"Sing—we will drink nothing but Lipari wine."—Rehearsal.
[65] The last paragraph in his preface, p. 10, begins as follows:—
"That perspective is an essential requisite to a good painter, is attested by all our most eminent artists, and confirmed by almost every author who has wrote upon painting. Nay, the very term 'painting' implies perspective; for to draw a good picture is to draw the representation of nature as it appears to the eye; and to draw the perspective representation of any object, is to draw the representation of that object as it appears to the eye. Therefore the terms 'painting' and 'perspective' seem to be synonymous, though I know there is a critical difference between the words. I would not be understood to mean that a person is always to follow the rigid rules of perspective, for there are some cases in which it may be necessary to deviate from them; but then he must do it with modesty, and for some good reason, as we have shown in the course of this work. Nor would I be thought to desire the artist to make use of scale or compasses upon all occasions, and to draw out every line and point to a mathematical exactness, as the design of this work is quite the reverse: it is to teach the general rules of perspective, and to enforce the practice of it by easy and almost self-evident principles; to assist the judgment and to direct the hand, and not to perplex either by unnecessary lines or dry theorems."
The publication of this drew forth Mr. Highmore, who, in the preface of a pamphlet with the following title, now become very scarce, gave his decided opposition to the system:—
"A Critical Examination of those two Paintings on the ceiling of Whitehall, in which Architecture is introduced, so far as relates to the Perspective, together with the discussion of a question which has been the subject of debate among painters. Written many years since, but now first published, by J. Highmore. Printed for Nourse, 1754."
The question Mr.
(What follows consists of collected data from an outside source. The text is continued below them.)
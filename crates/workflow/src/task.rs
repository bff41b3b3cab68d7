//! Task records and their one-way status lifecycle.

use chrono::{DateTime, Utc};
use prospector_core::error::TaskError;
use serde::{Deserialize, Serialize};
use std::cmp::Ordering;

/// Task identifier, `task-N` for tasks allocated by the graph.
///
/// Orders by the numeric suffix when both sides have one (`task-2` before
/// `task-10`), otherwise lexicographically after all numbered ids.
#[derive(Debug, Clone, PartialEq, Eq, Hash, Serialize, Deserialize)]
#[serde(transparent)]
pub struct TaskId(String);

impl TaskId {
    pub fn new(id: impl Into<String>) -> Self {
        Self(id.into())
    }

    /// The id allocated for the `n`th task.
    pub fn sequence(n: u64) -> Self {
        Self(format!("task-{n}"))
    }

    pub fn as_str(&self) -> &str {
        &self.0
    }

    pub fn number(&self) -> Option<u64> {
        self.0.strip_prefix("task-")?.parse().ok()
    }
}

impl Ord for TaskId {
    fn cmp(&self, other: &Self) -> Ordering {
        match (self.number(), other.number()) {
            (Some(a), Some(b)) => a.cmp(&b).then_with(|| self.0.cmp(&other.0)),
            (Some(_), None) => Ordering::Less,
            (None, Some(_)) => Ordering::Greater,
            (None, None) => self.0.cmp(&other.0),
        }
    }
}

impl PartialOrd for TaskId {
    fn partial_cmp(&self, other: &Self) -> Option<Ordering> {
        Some(self.cmp(other))
    }
}

impl std::fmt::Display for TaskId {
    fn fmt(&self, f: &mut std::fmt::Formatter<'_>) -> std::fmt::Result {
        f.write_str(&self.0)
    }
}

impl From<&str> for TaskId {
    fn from(s: &str) -> Self {
        Self(s.to_string())
    }
}

impl From<String> for TaskId {
    fn from(s: String) -> Self {
        Self(s)
    }
}

#[derive(Debug, Clone, Copy, PartialEq, Eq, Hash, Serialize, Deserialize)]
#[serde(rename_all = "snake_case")]
pub enum TaskStatus {
    Pending,
    InProgress,
    Completed,
    Failed,
    Skipped,
}

impl TaskStatus {
    pub const ALL: [TaskStatus; 5] = [
        Self::Pending,
        Self::InProgress,
        Self::Completed,
        Self::Failed,
        Self::Skipped,
    ];

    /// Symbol used in the progress report.
    pub fn symbol(&self) -> &'static str {
        match self {
            Self::Pending => "⏳",
            Self::InProgress => "🔄",
            Self::Completed => "✅",
            Self::Failed => "❌",
            Self::Skipped => "⏭️",
        }
    }

    pub fn label(&self) -> &'static str {
        match self {
            Self::Pending => "Pending",
            Self::InProgress => "In Progress",
            Self::Completed => "Completed",
            Self::Failed => "Failed",
            Self::Skipped => "Skipped",
        }
    }

    /// Completed and Skipped end a task for good. Failed does not.
    pub fn is_terminal(&self) -> bool {
        matches!(self, Self::Completed | Self::Skipped)
    }

    fn rank(&self) -> u8 {
        match self {
            Self::Pending => 0,
            Self::InProgress => 1,
            Self::Failed => 2,
            Self::Completed | Self::Skipped => 3,
        }
    }

    /// Transitions only move forward: Pending → InProgress → Failed →
    /// Completed | Skipped, with any forward jump allowed.
    pub fn can_become(&self, next: TaskStatus) -> bool {
        next.rank() > self.rank()
    }
}

impl std::fmt::Display for TaskStatus {
    fn fmt(&self, f: &mut std::fmt::Formatter<'_>) -> std::fmt::Result {
        f.write_str(self.label())
    }
}

#[derive(Debug, Clone, PartialEq, Eq, Serialize, Deserialize)]
pub struct TaskNote {
    pub timestamp: DateTime<Utc>,
    pub content: String,
}

#[derive(Debug, Clone, PartialEq, Eq, Serialize, Deserialize)]
pub struct Task {
    pub id: TaskId,
    pub description: String,
    pub dependencies: Vec<TaskId>,
    pub status: TaskStatus,
    pub created_at: DateTime<Utc>,
    #[serde(default)]
    pub started_at: Option<DateTime<Utc>>,
    #[serde(default)]
    pub completed_at: Option<DateTime<Utc>>,
    #[serde(default)]
    pub notes: Vec<TaskNote>,
}

impl Task {
    pub fn new(id: TaskId, description: impl Into<String>, dependencies: Vec<TaskId>) -> Self {
        Self {
            id,
            description: description.into(),
            dependencies,
            status: TaskStatus::Pending,
            created_at: Utc::now(),
            started_at: None,
            completed_at: None,
            notes: Vec::new(),
        }
    }

    pub fn add_note(&mut self, content: impl Into<String>) {
        self.notes.push(TaskNote {
            timestamp: Utc::now(),
            content: content.into(),
        });
    }

    /// Move to `next`. Returns `Ok(false)` when already there.
    ///
    /// Entering a terminal or failed state stamps the completion time and
    /// appends `note` (if any); repeating the current state changes nothing.
    pub(crate) fn transition(
        &mut self,
        next: TaskStatus,
        note: Option<String>,
    ) -> Result<bool, TaskError> {
        if self.status == next {
            return Ok(false);
        }
        if !self.status.can_become(next) {
            return Err(TaskError::InvalidTransition {
                id: self.id.to_string(),
                from: self.status.label().into(),
                to: next.label().into(),
            });
        }

        let now = Utc::now();
        match next {
            TaskStatus::InProgress => self.started_at = Some(now),
            TaskStatus::Completed | TaskStatus::Failed | TaskStatus::Skipped => {
                self.completed_at = Some(now)
            }
            TaskStatus::Pending => {}
        }
        self.status = next;
        if let Some(note) = note {
            self.add_note(note);
        }
        Ok(true)
    }
}
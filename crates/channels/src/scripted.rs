//! Scripted channel: canned answers for tests and unattended runs.
//!
//! Answers are consumed in order. When they run out, `ask` fails with
//! `ChannelError::InputClosed`, which callers treat like a closed terminal.

use async_trait::async_trait;
use prospector_core::error::ChannelError;
use prospector_core::interaction::Interaction;
use std::collections::VecDeque;
use std::sync::Mutex;
use tracing::debug;

#[derive(Default)]
pub struct ScriptedChannel {
    answers: Mutex<VecDeque<String>>,
    asked: Mutex<Vec<String>>,
    shown: Mutex<Vec<String>>,
}

impl ScriptedChannel {
    pub fn new<I, S>(answers: I) -> Self
    where
        I: IntoIterator<Item = S>,
        S: Into<String>,
    {
        Self {
            answers: Mutex::new(answers.into_iter().map(Into::into).collect()),
            ..Default::default()
        }
    }

    /// A channel with no answers: every question fails as if stdin were closed.
    pub fn silent() -> Self {
        Self::default()
    }

    /// Questions asked so far, in order.
    pub fn asked(&self) -> Vec<String> {
        self.asked.lock().map(|v| v.clone()).unwrap_or_default()
    }

    /// Messages shown so far, in order.
    pub fn shown(&self) -> Vec<String> {
        self.shown.lock().map(|v| v.clone()).unwrap_or_default()
    }

    /// Answers not yet consumed.
    pub fn remaining(&self) -> usize {
        self.answers.lock().map(|v| v.len()).unwrap_or(0)
    }
}

#[async_trait]
impl Interaction for ScriptedChannel {
    fn name(&self) -> &str {
        "scripted"
    }

    async fn ask(&self, prompt: &str) -> Result<String, ChannelError> {
        if let Ok(mut asked) = self.asked.lock() {
            asked.push(prompt.to_string());
        }
        let answer = self
            .answers
            .lock()
            .map_err(|e| ChannelError::ConnectionLost(e.to_string()))?
            .pop_front()
            .ok_or_else(|| ChannelError::InputClosed(prompt.to_string()))?;
        debug!(prompt, answer = %answer, "Scripted answer");
        Ok(answer)
    }

    async fn show(&self, text: &str) -> Result<(), ChannelError> {
        if let Ok(mut shown) = self.shown.lock() {
            shown.push(text.to_string());
        }
        Ok(())
    }
}

#[cfg(test)]
mod tests {
    use super::*;

    #[tokio::test]
    async fn answers_in_order_then_closes() {
        let ch = ScriptedChannel::new(["one", "two"]);
        assert_eq!(ch.ask("q1").await.unwrap(), "one");
        assert_eq!(ch.remaining(), 1);
        assert_eq!(ch.ask("q2").await.unwrap(), "two");
        assert!(matches!(ch.ask("q3").await, Err(ChannelError::InputClosed(_))));
        assert_eq!(ch.asked(), vec!["q1", "q2", "q3"]);
    }

    #[tokio::test]
    async fn records_shown_text() {
        let ch = ScriptedChannel::silent();
        ch.show("hello").await.unwrap();
        assert_eq!(ch.shown(), vec!["hello"]);
    }
}
//! Task graph for prospector.
//!
//! Tracks the run's work items, computes which one is ready next, and
//! keeps a human-readable progress report on disk. Execution is strictly
//! sequential; the graph is shared behind a single async mutex.

pub mod task;
pub mod graph;
pub mod report;
pub mod plan;

pub use task::{Task, TaskId, TaskNote, TaskStatus};
pub use graph::{SharedTaskGraph, TaskGraph, TaskSnapshot};
pub use report::{ProgressReport, render_markdown};
pub use plan::{PlannedTask, DEFAULT_OUTREACH_STEPS, default_outreach_plan, linear_plan, parse_plan};
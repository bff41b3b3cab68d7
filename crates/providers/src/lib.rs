//! Reasoning oracle providers for prospector.
//!
//! All providers implement the `prospector_core::Provider` trait.
//! The router builds the oracle (with fallback) from configuration.

pub mod chain;
pub mod chat;
pub mod router;

pub use chain::OracleChain;
pub use chat::ChatCompletionsProvider;
pub use router::{ProviderRouter, build_from_config, build_oracle};
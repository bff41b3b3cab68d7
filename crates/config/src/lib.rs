//! Configuration loading, validation, and management for prospector.
//!
//! Loads configuration from `~/.prospector/config.toml` (or the path in
//! `PROSPECTOR_CONFIG`) with environment variable overrides. Validates all
//! settings at startup; a malformed configuration is the one fatal error.

use serde::{Deserialize, Serialize};
use std::collections::HashMap;
use std::path::{Path, PathBuf};

/// Lead sources the tools crate knows how to build.
pub const LEAD_SOURCES: [&str; 2] = ["apollo", "local"];
/// Website scrapers the tools crate knows how to build.
pub const SCRAPERS: [&str; 2] = ["firecrawl", "http"];
/// Mail transports the tools crate knows how to build.
pub const EMAIL_PROVIDERS: [&str; 3] = ["sendgrid", "mailersend", "outbox"];
/// CRM backends the tools crate knows how to build.
pub const CRM_BACKENDS: [&str; 2] = ["airtable", "local"];

/// The root configuration structure.
///
/// Maps directly to `~/.prospector/config.toml`.
#[derive(Clone, Serialize, Deserialize)]
pub struct AppConfig {
    /// Oracle API key (can be overridden per-provider)
    #[serde(default, skip_serializing_if = "Option::is_none")]
    pub api_key: Option<String>,

    /// Default oracle provider
    #[serde(default = "default_provider")]
    pub default_provider: String,

    /// Default model
    #[serde(default = "default_model")]
    pub default_model: String,

    /// Oracle temperature; kept low so capability selection is stable
    #[serde(default = "default_temperature")]
    pub default_temperature: f32,

    /// Use only local adapters: no mail leaves the machine, no paid lookups
    #[serde(default)]
    pub dry_run: bool,

    /// Planning loop settings
    #[serde(default)]
    pub agent: AgentSettings,

    /// Where state lives on disk
    #[serde(default)]
    pub paths: PathsConfig,

    /// Memory snapshot backend
    #[serde(default)]
    pub memory: MemoryConfig,

    /// Lead lookup
    #[serde(default)]
    pub leads: LeadsConfig,

    /// Website enrichment
    #[serde(default)]
    pub scraper: ScraperConfig,

    /// Email drafting and sending
    #[serde(default)]
    pub email: EmailConfig,

    /// CRM logging
    #[serde(default)]
    pub crm: CrmConfig,

    /// Additional oracle providers, tried in name order after the default
    #[serde(default)]
    pub providers: HashMap<String, ProviderConfig>,
}

fn default_provider() -> String {
    "deepseek".into()
}
fn default_model() -> String {
    "deepseek-chat".into()
}
fn default_temperature() -> f32 {
    0.2
}

/// Redact a secret string for Debug output.
fn redact(s: &Option<String>) -> &'static str {
    match s {
        Some(_) => "[REDACTED]",
        None => "None",
    }
}

impl std::fmt::Debug for AppConfig {
    fn fmt(&self, f: &mut std::fmt::Formatter<'_>) -> std::fmt::Result {
        f.debug_struct("AppConfig")
            .field("api_key", &redact(&self.api_key))
            .field("default_provider", &self.default_provider)
            .field("default_model", &self.default_model)
            .field("default_temperature", &self.default_temperature)
            .field("dry_run", &self.dry_run)
            .field("agent", &self.agent)
            .field("paths", &self.paths)
            .field("memory", &self.memory)
            .field("leads", &self.leads)
            .field("scraper", &self.scraper)
            .field("email", &self.email)
            .field("crm", &self.crm)
            .field("providers", &self.providers)
            .finish()
    }
}

impl std::fmt::Debug for ProviderConfig {
    fn fmt(&self, f: &mut std::fmt::Formatter<'_>) -> std::fmt::Result {
        f.debug_struct("ProviderConfig")
            .field("api_key", &redact(&self.api_key))
            .field("api_url", &self.api_url)
            .field("default_model", &self.default_model)
            .finish()
    }
}

/// How the run treats failures and who answers questions.
#[derive(Debug, Clone, Copy, Default, PartialEq, Eq, Serialize, Deserialize)]
#[serde(rename_all = "lowercase")]
pub enum RunMode {
    /// A person is at the console; turn failures ask whether to continue
    #[default]
    Interactive,
    /// Unattended; the first turn failure stops the run
    Auto,
    /// Unattended and dry-run
    Test,
}

impl RunMode {
    pub fn is_interactive(&self) -> bool {
        matches!(self, Self::Interactive)
    }
}

impl std::str::FromStr for RunMode {
    type Err = ConfigError;

    fn from_str(s: &str) -> Result<Self, Self::Err> {
        match s.to_ascii_lowercase().as_str() {
            "interactive" => Ok(Self::Interactive),
            "auto" => Ok(Self::Auto),
            "test" => Ok(Self::Test),
            other => Err(ConfigError::ValidationError(format!(
                "unknown mode '{other}' (expected interactive, auto or test)"
            ))),
        }
    }
}

/// How the task graph is populated before the first turn.
#[derive(Debug, Clone, Copy, Default, PartialEq, Eq, Serialize, Deserialize)]
#[serde(rename_all = "lowercase")]
pub enum TaskSeeding {
    /// The oracle builds the plan itself through `add_task`
    #[default]
    None,
    /// The fixed eight-step outreach plan
    Default,
    /// Ask the oracle for a plan up front, falling back to the default plan
    Oracle,
}

#[derive(Debug, Clone, Serialize, Deserialize)]
pub struct AgentSettings {
    /// Hard ceiling on planning turns
    #[serde(default = "default_max_turns")]
    pub max_turns: usize,

    /// Pause between turns, in milliseconds
    #[serde(default = "default_turn_delay_ms")]
    pub turn_delay_ms: u64,

    #[serde(default)]
    pub mode: RunMode,

    #[serde(default)]
    pub task_seeding: TaskSeeding,

    /// Words in a final message that end the run
    #[serde(default = "default_completion_keywords")]
    pub completion_keywords: Vec<String>,
}

fn default_max_turns() -> usize {
    50
}
fn default_turn_delay_ms() -> u64 {
    1000
}
fn default_completion_keywords() -> Vec<String> {
    vec!["completed".into(), "finished".into()]
}

impl Default for AgentSettings {
    fn default() -> Self {
        Self {
            max_turns: default_max_turns(),
            turn_delay_ms: default_turn_delay_ms(),
            mode: RunMode::default(),
            task_seeding: TaskSeeding::default(),
            completion_keywords: default_completion_keywords(),
        }
    }
}

#[derive(Debug, Clone, Serialize, Deserialize)]
pub struct PathsConfig {
    /// Root for leads, outbox, website cache, CRM log and memory
    #[serde(default = "default_data_dir")]
    pub data_dir: PathBuf,

    /// Memory snapshot file; defaults to `<data_dir>/memory.json`
    #[serde(default, skip_serializing_if = "Option::is_none")]
    pub memory_file: Option<PathBuf>,

    /// Markdown progress report re-rendered on every task change
    #[serde(default = "default_task_log")]
    pub task_log: PathBuf,
}

fn default_data_dir() -> PathBuf {
    PathBuf::from("data")
}
fn default_task_log() -> PathBuf {
    PathBuf::from("logs").join("tasks.md")
}

impl Default for PathsConfig {
    fn default() -> Self {
        Self {
            data_dir: default_data_dir(),
            memory_file: None,
            task_log: default_task_log(),
        }
    }
}

#[derive(Debug, Clone, Serialize, Deserialize)]
pub struct MemoryConfig {
    /// "file", "in_memory" or "none"
    #[serde(default = "default_memory_backend")]
    pub backend: String,
}

fn default_memory_backend() -> String {
    "file".into()
}

impl Default for MemoryConfig {
    fn default() -> Self {
        Self {
            backend: default_memory_backend(),
        }
    }
}

#[derive(Debug, Clone, Serialize, Deserialize)]
pub struct LeadsConfig {
    /// Sources tried in order
    #[serde(default = "default_lead_sources")]
    pub sources: Vec<String>,

    /// Batch size when neither the call nor memory names one
    #[serde(default = "default_lead_count")]
    pub default_count: u32,

    /// Local lead store; defaults to `<data_dir>/leads/leads.jsonl`
    #[serde(default, skip_serializing_if = "Option::is_none")]
    pub local_file: Option<PathBuf>,
}

fn default_lead_sources() -> Vec<String> {
    vec!["apollo".into(), "local".into()]
}
fn default_lead_count() -> u32 {
    5
}

impl Default for LeadsConfig {
    fn default() -> Self {
        Self {
            sources: default_lead_sources(),
            default_count: default_lead_count(),
            local_file: None,
        }
    }
}

#[derive(Debug, Clone, Serialize, Deserialize)]
pub struct ScraperConfig {
    #[serde(default = "default_scrapers")]
    pub sources: Vec<String>,

    /// Cached pages younger than this are reused
    #[serde(default = "default_cache_ttl_days")]
    pub cache_ttl_days: u32,
}

fn default_scrapers() -> Vec<String> {
    vec!["firecrawl".into(), "http".into()]
}
fn default_cache_ttl_days() -> u32 {
    7
}

impl Default for ScraperConfig {
    fn default() -> Self {
        Self {
            sources: default_scrapers(),
            cache_ttl_days: default_cache_ttl_days(),
        }
    }
}

#[derive(Debug, Clone, Serialize, Deserialize)]
pub struct EmailConfig {
    /// Transports tried in order
    #[serde(default = "default_email_providers")]
    pub providers: Vec<String>,

    #[serde(default = "default_from_email")]
    pub from_email: String,

    #[serde(default = "default_from_name")]
    pub from_name: String,

    /// Template file with `{{name}}`-style placeholders
    #[serde(default, skip_serializing_if = "Option::is_none")]
    pub template: Option<PathBuf>,
}

fn default_email_providers() -> Vec<String> {
    vec!["sendgrid".into(), "mailersend".into(), "outbox".into()]
}
fn default_from_email() -> String {
    "sdr@example.com".into()
}
fn default_from_name() -> String {
    "Prospector".into()
}

impl Default for EmailConfig {
    fn default() -> Self {
        Self {
            providers: default_email_providers(),
            from_email: default_from_email(),
            from_name: default_from_name(),
            template: None,
        }
    }
}

#[derive(Debug, Clone, Serialize, Deserialize)]
pub struct CrmConfig {
    #[serde(default = "default_crm_backends")]
    pub backends: Vec<String>,

    /// Local interaction log; defaults to `<data_dir>/crm.jsonl`
    #[serde(default, skip_serializing_if = "Option::is_none")]
    pub local_file: Option<PathBuf>,

    #[serde(default, skip_serializing_if = "Option::is_none")]
    pub airtable_base: Option<String>,

    #[serde(default = "default_airtable_table")]
    pub airtable_table: String,
}

fn default_crm_backends() -> Vec<String> {
    vec!["airtable".into(), "local".into()]
}
fn default_airtable_table() -> String {
    "Leads".into()
}

impl Default for CrmConfig {
    fn default() -> Self {
        Self {
            backends: default_crm_backends(),
            local_file: None,
            airtable_base: None,
            airtable_table: default_airtable_table(),
        }
    }
}

#[derive(Clone, Serialize, Deserialize)]
pub struct ProviderConfig {
    #[serde(default, skip_serializing_if = "Option::is_none")]
    pub api_key: Option<String>,

    #[serde(default, skip_serializing_if = "Option::is_none")]
    pub api_url: Option<String>,

    #[serde(default, skip_serializing_if = "Option::is_none")]
    pub default_model: Option<String>,
}
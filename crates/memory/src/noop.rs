//! No-op snapshot backend: remembered facts last only as long as the cache.

use async_trait::async_trait;
use prospector_core::error::MemoryError;
use prospector_core::memory::{Snapshot, SnapshotBackend};

/// A snapshot backend that stores nothing.
pub struct NoopMemory;

#[async_trait]
impl SnapshotBackend for NoopMemory {
    fn name(&self) -> &str {
        "none"
    }

    async fn load(&self) -> Result<Snapshot, MemoryError> {
        Ok(Snapshot::new())
    }

    async fn save(&self, _snapshot: &Snapshot) -> Result<(), MemoryError> {
        Ok(())
    }
}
Highmore professes to discuss is by himself stated as follows, viz.:—
"Whether a range of columns, standing on a line parallel to the picture, ought to be painted according to the strict rules of perspective; that is, whether those columns, in proportion as they recede from the centre of the picture, should be drawn broader than that directly opposite to the eye, as the rules require; or whether (because they really in nature appear less, in proportion as they are more distant) they ought not to be made less, or at most, equal to each other in the picture?...
"Mr. Kirby says, p. 70 of his first part: 'Since the fallacies of vision are so many and great, etc., it seems reasonable not to comply with the strict rules of mathematical perspective, in some particular cases (as in this before us), but to draw the representations of objects as they appear to the eye,' etc. But I would ask, How? By guess, or by some rule? And if by any, by what rule are they to be drawn contrary to, or different from, the strict mathematical perspective rules?"
In reply to these and many other strictures contained in the preface, Hogarth wrote some remarks to Mr. Kirby, in which he asks, "Whether an oval or egg can be the true representation of a sphere or ball? or whether buildings should be drawn by any such rule as would make them appear tumbling down, and be allowed to be truly represented, because the designer of them is able to show how a spectator may, in half an hour's time, be placed at such a point as would make them all appear upright? as by a like trick or contrivance the oval may be foreshortened so as to appear a circle."